──────── Data to use ────────
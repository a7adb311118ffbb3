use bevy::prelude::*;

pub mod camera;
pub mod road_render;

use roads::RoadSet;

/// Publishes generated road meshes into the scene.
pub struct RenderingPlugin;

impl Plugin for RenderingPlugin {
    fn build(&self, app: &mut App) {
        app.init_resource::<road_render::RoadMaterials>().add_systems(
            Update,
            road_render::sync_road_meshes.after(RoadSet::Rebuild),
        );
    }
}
────────
**Exercise requirements**
Reproduce, word for word, the lines of the data from the one that contains "pub struct RenderingPlugin;" to the end, both ends included.

**Solution to the exercise**
pub struct RenderingPlugin;

impl Plugin for RenderingPlugin {
    fn build(&self, app: &mut App) {
        app.init_resource::<road_render::RoadMaterials>().add_systems(
            Update,
            road_render::sync_road_meshes.after(RoadSet::Rebuild),
        );
    }
}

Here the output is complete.